Required work - Scan the records for "IgnoredAny". Show the matching lines.

Data items:
*** Block opens ***
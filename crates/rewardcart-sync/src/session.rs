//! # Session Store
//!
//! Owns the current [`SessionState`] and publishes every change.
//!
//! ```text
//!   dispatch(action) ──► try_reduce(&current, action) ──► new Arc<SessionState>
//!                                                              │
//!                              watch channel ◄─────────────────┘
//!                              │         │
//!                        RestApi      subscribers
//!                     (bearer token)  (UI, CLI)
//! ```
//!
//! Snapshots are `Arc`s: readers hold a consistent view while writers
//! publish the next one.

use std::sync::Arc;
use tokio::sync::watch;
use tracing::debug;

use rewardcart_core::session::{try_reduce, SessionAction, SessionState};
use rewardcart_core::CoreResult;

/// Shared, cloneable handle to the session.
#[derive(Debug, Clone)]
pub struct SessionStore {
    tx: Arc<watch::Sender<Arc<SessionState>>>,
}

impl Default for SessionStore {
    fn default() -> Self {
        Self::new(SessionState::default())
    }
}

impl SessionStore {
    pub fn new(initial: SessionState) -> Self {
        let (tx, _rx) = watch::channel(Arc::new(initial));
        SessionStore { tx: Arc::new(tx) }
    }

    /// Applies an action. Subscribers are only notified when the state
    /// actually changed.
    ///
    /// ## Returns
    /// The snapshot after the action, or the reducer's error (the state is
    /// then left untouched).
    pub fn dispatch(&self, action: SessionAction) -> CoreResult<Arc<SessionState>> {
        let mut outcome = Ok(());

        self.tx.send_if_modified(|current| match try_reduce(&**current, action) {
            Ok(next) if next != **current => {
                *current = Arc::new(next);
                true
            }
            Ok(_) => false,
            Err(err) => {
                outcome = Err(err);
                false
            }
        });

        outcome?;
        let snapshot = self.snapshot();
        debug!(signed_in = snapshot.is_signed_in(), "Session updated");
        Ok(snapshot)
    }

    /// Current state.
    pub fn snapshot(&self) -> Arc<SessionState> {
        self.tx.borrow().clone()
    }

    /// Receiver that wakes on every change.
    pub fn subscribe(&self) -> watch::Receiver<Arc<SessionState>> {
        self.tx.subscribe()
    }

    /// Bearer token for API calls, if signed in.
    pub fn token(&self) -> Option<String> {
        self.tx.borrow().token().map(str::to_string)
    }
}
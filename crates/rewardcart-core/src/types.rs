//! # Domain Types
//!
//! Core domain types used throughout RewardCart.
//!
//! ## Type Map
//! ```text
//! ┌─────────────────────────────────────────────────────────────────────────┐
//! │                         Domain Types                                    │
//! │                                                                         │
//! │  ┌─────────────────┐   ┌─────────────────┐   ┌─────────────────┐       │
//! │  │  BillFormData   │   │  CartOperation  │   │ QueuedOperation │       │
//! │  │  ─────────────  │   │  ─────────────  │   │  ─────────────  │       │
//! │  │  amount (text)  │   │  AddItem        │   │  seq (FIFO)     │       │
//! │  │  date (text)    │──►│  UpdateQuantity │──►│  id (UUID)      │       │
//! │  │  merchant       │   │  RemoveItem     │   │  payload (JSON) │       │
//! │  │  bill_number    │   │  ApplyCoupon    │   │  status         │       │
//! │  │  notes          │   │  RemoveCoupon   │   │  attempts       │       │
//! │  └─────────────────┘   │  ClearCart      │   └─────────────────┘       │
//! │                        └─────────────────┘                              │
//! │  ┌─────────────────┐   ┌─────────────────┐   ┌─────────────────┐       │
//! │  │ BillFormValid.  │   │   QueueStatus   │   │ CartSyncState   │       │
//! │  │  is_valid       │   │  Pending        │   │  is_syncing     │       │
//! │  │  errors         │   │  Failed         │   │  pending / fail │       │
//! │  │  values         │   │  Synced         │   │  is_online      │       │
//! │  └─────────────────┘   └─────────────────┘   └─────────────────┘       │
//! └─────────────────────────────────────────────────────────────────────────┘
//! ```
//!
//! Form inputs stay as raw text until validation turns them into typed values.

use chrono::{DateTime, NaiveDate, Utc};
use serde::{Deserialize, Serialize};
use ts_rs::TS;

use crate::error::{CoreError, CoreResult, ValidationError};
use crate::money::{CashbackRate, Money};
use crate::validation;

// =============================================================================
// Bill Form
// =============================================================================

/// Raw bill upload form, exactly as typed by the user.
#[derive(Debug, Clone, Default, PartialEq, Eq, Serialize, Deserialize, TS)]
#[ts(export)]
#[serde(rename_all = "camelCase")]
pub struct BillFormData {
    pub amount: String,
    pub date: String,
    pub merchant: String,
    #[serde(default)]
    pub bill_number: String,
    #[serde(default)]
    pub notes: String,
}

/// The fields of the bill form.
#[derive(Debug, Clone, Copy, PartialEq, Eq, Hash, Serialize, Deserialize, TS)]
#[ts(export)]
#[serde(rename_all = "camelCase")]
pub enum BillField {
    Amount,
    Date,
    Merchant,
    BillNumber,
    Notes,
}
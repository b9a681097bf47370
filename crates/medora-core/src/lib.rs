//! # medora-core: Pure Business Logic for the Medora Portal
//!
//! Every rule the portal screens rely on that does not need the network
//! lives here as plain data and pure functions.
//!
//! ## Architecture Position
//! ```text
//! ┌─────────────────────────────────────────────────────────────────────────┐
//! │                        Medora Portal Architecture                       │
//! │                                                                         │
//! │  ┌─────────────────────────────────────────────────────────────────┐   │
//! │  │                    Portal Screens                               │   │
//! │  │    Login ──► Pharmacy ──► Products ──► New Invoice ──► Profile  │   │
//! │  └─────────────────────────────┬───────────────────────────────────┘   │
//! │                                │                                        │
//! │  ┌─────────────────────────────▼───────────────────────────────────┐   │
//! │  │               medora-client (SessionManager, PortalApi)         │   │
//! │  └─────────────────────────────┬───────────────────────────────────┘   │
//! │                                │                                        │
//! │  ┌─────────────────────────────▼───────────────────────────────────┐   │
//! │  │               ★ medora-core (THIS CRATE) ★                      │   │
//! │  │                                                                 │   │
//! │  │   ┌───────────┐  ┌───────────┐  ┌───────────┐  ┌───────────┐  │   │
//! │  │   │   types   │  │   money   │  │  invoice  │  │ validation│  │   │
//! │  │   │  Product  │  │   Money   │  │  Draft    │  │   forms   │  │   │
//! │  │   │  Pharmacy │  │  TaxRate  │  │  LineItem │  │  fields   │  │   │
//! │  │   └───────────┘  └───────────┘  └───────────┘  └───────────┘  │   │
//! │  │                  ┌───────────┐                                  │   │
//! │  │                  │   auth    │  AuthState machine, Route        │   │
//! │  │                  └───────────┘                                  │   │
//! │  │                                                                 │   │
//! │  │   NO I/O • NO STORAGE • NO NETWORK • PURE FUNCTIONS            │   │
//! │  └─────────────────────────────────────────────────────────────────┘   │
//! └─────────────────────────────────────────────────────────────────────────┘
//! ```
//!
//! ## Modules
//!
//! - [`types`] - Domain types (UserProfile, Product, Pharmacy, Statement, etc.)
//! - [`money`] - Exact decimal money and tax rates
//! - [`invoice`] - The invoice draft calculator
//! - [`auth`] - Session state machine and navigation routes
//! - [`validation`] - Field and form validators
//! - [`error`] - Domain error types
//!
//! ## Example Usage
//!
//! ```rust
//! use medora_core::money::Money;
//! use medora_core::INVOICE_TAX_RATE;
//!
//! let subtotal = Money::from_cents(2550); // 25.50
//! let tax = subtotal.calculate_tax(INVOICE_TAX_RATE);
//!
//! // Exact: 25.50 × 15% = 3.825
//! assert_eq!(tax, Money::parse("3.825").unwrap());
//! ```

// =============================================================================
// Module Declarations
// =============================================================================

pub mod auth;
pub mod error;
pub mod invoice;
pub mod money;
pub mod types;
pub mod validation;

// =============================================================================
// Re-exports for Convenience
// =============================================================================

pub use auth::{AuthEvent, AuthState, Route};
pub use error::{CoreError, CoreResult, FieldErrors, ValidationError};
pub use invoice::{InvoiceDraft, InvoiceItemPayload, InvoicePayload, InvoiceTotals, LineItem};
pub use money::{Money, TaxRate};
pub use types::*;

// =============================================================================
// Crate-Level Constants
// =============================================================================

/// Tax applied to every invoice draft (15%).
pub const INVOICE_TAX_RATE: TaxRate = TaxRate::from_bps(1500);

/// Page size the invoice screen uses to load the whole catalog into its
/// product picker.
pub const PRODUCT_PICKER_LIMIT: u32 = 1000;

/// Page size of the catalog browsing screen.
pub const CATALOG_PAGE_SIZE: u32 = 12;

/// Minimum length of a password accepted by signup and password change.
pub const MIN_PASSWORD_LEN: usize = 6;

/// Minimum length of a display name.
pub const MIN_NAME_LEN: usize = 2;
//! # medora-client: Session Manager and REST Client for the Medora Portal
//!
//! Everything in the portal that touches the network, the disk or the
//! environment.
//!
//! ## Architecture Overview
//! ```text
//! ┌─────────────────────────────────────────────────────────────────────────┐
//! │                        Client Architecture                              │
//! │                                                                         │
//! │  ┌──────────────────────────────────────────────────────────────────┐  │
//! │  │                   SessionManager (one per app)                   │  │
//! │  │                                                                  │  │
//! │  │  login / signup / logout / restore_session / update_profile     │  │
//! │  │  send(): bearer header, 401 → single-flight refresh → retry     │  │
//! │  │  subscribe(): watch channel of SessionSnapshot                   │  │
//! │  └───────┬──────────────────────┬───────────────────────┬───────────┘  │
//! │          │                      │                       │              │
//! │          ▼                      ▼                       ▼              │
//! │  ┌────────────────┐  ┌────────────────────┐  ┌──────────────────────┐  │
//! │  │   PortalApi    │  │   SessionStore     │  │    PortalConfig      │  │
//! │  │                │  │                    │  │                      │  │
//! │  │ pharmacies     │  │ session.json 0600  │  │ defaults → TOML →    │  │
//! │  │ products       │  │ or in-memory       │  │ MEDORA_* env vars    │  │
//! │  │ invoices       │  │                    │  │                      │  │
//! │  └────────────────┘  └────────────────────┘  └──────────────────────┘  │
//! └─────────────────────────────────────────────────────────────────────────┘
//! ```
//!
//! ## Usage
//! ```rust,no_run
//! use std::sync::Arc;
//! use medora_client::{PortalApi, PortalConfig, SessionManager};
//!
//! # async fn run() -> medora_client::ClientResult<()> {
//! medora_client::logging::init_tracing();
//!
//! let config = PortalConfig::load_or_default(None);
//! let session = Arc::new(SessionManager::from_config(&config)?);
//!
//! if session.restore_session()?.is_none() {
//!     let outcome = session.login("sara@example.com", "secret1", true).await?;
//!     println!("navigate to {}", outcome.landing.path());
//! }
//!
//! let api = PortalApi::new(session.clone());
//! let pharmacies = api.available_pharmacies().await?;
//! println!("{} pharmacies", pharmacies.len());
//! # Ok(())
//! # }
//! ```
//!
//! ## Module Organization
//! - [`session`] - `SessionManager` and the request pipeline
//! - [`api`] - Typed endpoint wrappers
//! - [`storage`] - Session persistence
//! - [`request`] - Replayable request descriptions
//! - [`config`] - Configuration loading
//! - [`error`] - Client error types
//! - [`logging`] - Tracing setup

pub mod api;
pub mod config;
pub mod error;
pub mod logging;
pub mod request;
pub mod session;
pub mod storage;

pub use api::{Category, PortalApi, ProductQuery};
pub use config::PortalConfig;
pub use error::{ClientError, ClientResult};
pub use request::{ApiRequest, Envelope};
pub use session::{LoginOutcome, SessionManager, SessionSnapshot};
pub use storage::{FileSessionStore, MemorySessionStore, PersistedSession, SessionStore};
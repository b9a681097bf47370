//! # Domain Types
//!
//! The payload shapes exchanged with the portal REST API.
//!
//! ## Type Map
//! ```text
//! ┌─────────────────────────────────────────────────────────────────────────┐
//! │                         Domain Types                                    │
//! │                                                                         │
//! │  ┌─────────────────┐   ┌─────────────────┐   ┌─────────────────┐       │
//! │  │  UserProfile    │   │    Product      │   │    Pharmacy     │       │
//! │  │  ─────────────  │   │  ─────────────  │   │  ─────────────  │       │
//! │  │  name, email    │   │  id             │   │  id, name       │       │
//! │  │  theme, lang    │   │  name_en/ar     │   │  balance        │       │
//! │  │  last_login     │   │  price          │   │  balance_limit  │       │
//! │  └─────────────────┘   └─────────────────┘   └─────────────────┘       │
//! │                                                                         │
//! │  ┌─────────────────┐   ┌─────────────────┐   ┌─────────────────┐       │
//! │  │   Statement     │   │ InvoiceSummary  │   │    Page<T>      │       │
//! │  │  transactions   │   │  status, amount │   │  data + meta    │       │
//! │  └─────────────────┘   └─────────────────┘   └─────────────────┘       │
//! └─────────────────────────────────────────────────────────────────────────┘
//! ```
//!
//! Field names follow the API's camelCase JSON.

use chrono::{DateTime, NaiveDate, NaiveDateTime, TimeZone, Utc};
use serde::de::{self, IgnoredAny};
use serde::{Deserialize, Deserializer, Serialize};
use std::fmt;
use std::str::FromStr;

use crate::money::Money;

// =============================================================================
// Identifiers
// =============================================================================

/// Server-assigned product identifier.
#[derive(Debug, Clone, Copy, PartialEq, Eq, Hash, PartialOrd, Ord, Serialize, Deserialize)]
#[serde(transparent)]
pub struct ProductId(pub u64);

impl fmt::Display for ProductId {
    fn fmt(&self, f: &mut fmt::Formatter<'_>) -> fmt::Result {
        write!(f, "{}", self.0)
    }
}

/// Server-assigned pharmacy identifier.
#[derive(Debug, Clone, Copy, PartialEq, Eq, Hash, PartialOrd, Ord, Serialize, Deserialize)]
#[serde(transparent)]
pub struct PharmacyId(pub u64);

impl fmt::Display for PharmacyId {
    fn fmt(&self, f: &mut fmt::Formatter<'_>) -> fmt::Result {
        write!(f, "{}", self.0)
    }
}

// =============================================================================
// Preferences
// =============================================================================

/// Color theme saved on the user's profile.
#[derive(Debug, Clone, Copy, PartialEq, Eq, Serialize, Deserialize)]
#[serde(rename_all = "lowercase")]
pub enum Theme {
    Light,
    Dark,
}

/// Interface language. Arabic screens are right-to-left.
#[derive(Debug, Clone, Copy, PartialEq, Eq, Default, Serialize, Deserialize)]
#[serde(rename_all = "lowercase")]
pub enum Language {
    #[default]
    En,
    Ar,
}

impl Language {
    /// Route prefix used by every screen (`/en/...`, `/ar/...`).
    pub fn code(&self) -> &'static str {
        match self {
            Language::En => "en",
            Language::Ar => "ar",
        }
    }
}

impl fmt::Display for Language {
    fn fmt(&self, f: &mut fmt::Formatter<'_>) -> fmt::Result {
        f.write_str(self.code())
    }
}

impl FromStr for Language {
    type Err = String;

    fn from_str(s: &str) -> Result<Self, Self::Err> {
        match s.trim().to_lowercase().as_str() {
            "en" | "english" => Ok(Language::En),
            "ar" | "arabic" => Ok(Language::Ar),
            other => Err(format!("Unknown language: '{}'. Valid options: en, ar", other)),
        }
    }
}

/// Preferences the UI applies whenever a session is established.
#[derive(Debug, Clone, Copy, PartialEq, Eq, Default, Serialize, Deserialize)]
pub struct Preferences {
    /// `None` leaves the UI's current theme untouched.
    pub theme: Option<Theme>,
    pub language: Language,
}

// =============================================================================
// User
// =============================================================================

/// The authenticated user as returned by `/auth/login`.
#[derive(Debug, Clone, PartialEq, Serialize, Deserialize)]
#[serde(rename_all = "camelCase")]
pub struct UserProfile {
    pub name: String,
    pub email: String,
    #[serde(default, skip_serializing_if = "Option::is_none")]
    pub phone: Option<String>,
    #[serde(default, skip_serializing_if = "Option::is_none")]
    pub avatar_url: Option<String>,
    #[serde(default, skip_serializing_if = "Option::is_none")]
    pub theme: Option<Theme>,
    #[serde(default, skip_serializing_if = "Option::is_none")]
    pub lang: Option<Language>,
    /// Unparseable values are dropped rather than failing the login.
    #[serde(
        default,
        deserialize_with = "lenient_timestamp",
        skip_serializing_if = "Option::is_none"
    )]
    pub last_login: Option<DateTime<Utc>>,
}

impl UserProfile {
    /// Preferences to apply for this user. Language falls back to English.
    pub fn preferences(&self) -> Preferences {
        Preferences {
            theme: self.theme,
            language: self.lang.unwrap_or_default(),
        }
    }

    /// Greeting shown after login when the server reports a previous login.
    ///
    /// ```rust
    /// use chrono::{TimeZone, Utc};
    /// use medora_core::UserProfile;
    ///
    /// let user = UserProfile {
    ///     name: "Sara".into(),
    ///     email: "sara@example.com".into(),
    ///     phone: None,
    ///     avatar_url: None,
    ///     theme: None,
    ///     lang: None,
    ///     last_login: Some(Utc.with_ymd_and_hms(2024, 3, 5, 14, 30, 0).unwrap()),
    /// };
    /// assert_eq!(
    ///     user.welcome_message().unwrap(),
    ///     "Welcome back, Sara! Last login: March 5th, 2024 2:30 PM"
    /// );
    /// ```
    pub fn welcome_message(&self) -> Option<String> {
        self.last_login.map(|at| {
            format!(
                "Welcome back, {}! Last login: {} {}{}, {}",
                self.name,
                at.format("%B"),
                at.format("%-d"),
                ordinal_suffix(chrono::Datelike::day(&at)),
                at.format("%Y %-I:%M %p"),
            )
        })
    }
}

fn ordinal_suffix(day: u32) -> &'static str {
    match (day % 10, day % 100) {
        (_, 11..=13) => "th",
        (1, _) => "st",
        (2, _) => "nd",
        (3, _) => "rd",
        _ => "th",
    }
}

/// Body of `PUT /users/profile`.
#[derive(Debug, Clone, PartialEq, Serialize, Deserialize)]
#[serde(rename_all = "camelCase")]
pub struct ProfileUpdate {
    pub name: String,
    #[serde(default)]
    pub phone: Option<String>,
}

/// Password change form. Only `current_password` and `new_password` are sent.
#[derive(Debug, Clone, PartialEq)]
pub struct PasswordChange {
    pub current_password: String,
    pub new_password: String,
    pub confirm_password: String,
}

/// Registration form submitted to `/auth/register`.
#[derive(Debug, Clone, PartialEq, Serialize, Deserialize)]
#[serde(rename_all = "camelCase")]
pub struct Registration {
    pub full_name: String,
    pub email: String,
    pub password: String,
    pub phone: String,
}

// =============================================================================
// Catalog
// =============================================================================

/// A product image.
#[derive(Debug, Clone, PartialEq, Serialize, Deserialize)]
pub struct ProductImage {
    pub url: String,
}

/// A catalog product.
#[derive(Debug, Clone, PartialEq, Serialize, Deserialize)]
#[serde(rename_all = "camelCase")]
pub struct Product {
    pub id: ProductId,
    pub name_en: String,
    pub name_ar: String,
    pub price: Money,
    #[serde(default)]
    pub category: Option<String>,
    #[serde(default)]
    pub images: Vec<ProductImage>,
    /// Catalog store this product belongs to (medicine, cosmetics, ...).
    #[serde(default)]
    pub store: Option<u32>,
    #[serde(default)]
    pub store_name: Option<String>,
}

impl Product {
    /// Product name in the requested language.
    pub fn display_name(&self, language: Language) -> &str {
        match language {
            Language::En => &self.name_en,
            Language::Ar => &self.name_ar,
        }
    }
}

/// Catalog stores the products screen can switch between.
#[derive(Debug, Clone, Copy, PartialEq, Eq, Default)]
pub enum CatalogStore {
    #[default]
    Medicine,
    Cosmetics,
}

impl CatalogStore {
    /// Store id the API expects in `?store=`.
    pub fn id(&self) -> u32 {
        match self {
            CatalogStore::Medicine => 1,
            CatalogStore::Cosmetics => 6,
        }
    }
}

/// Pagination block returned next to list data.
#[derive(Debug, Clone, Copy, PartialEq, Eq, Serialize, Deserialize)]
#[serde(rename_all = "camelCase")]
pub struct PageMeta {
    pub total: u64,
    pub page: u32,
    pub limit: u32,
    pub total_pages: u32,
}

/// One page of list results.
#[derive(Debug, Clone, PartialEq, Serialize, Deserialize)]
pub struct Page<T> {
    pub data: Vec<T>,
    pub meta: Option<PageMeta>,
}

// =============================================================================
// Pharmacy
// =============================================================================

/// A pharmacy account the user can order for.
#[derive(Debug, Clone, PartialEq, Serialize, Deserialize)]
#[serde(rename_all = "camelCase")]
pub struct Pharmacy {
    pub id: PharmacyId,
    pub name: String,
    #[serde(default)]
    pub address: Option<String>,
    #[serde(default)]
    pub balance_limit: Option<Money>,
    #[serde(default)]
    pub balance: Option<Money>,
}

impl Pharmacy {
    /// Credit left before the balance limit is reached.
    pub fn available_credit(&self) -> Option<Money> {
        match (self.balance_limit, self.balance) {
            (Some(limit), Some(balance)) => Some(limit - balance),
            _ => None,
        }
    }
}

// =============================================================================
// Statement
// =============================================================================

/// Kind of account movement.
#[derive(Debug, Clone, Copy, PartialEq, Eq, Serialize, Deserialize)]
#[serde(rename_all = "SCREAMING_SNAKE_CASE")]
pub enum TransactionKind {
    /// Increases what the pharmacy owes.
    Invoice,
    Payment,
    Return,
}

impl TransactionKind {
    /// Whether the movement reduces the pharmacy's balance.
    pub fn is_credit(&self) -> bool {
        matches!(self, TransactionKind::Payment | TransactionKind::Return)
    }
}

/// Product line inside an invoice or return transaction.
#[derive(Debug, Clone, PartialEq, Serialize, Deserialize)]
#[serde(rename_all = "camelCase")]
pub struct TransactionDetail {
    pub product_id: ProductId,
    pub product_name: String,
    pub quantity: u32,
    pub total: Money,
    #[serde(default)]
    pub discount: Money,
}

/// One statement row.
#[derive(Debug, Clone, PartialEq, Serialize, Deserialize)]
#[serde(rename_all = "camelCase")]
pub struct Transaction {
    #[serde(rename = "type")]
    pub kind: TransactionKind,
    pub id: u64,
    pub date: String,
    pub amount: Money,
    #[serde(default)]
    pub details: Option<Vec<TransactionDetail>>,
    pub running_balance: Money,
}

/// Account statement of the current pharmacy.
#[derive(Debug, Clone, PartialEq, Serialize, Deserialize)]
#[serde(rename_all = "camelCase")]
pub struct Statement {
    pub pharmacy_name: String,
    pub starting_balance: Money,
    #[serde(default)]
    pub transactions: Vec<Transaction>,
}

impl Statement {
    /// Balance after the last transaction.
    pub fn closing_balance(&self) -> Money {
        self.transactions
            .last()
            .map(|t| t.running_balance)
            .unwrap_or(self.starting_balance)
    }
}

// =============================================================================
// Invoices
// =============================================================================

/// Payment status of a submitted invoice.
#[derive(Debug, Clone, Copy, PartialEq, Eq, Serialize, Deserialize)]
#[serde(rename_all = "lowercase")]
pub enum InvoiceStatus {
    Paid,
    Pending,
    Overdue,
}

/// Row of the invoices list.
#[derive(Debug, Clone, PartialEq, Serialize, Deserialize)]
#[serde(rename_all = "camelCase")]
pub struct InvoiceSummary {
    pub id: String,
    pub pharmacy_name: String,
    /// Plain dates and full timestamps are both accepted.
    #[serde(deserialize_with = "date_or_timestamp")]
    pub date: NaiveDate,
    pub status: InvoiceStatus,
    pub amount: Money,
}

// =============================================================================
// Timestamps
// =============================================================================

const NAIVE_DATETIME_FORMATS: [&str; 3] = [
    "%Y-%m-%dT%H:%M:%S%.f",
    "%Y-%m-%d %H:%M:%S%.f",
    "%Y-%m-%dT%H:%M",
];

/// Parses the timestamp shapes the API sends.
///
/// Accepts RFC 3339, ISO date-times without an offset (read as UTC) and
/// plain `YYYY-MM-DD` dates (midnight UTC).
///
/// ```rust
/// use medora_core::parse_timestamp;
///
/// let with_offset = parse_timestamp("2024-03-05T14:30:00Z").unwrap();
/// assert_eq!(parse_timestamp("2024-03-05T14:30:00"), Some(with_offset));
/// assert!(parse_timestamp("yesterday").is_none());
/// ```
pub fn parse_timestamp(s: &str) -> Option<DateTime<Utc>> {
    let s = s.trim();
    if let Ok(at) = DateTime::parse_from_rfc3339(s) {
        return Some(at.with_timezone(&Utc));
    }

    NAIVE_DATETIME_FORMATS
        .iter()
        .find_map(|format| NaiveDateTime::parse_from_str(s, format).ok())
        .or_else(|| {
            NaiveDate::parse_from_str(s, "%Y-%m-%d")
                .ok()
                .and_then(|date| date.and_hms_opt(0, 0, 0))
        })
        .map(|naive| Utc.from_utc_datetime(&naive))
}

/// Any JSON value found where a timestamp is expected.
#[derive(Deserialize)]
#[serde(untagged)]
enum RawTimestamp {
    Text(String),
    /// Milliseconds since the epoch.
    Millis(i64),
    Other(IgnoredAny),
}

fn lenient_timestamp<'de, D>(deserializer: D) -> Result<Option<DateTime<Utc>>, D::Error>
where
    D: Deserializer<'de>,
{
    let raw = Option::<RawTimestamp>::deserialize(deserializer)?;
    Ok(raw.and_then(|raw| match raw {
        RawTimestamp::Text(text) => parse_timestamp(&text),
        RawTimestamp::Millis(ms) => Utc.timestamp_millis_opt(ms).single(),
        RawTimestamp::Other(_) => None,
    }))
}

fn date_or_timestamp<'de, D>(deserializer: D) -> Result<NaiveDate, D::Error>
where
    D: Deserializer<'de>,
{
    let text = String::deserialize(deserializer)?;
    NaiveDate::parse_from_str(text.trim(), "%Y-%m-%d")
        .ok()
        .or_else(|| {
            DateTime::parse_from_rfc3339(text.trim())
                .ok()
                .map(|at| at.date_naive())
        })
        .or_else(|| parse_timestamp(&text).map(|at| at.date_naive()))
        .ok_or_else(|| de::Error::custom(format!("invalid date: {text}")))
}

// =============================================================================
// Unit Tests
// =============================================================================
*** Block closes ***
Exercise output -
use serde::de::{self, IgnoredAny};
    Other(IgnoredAny),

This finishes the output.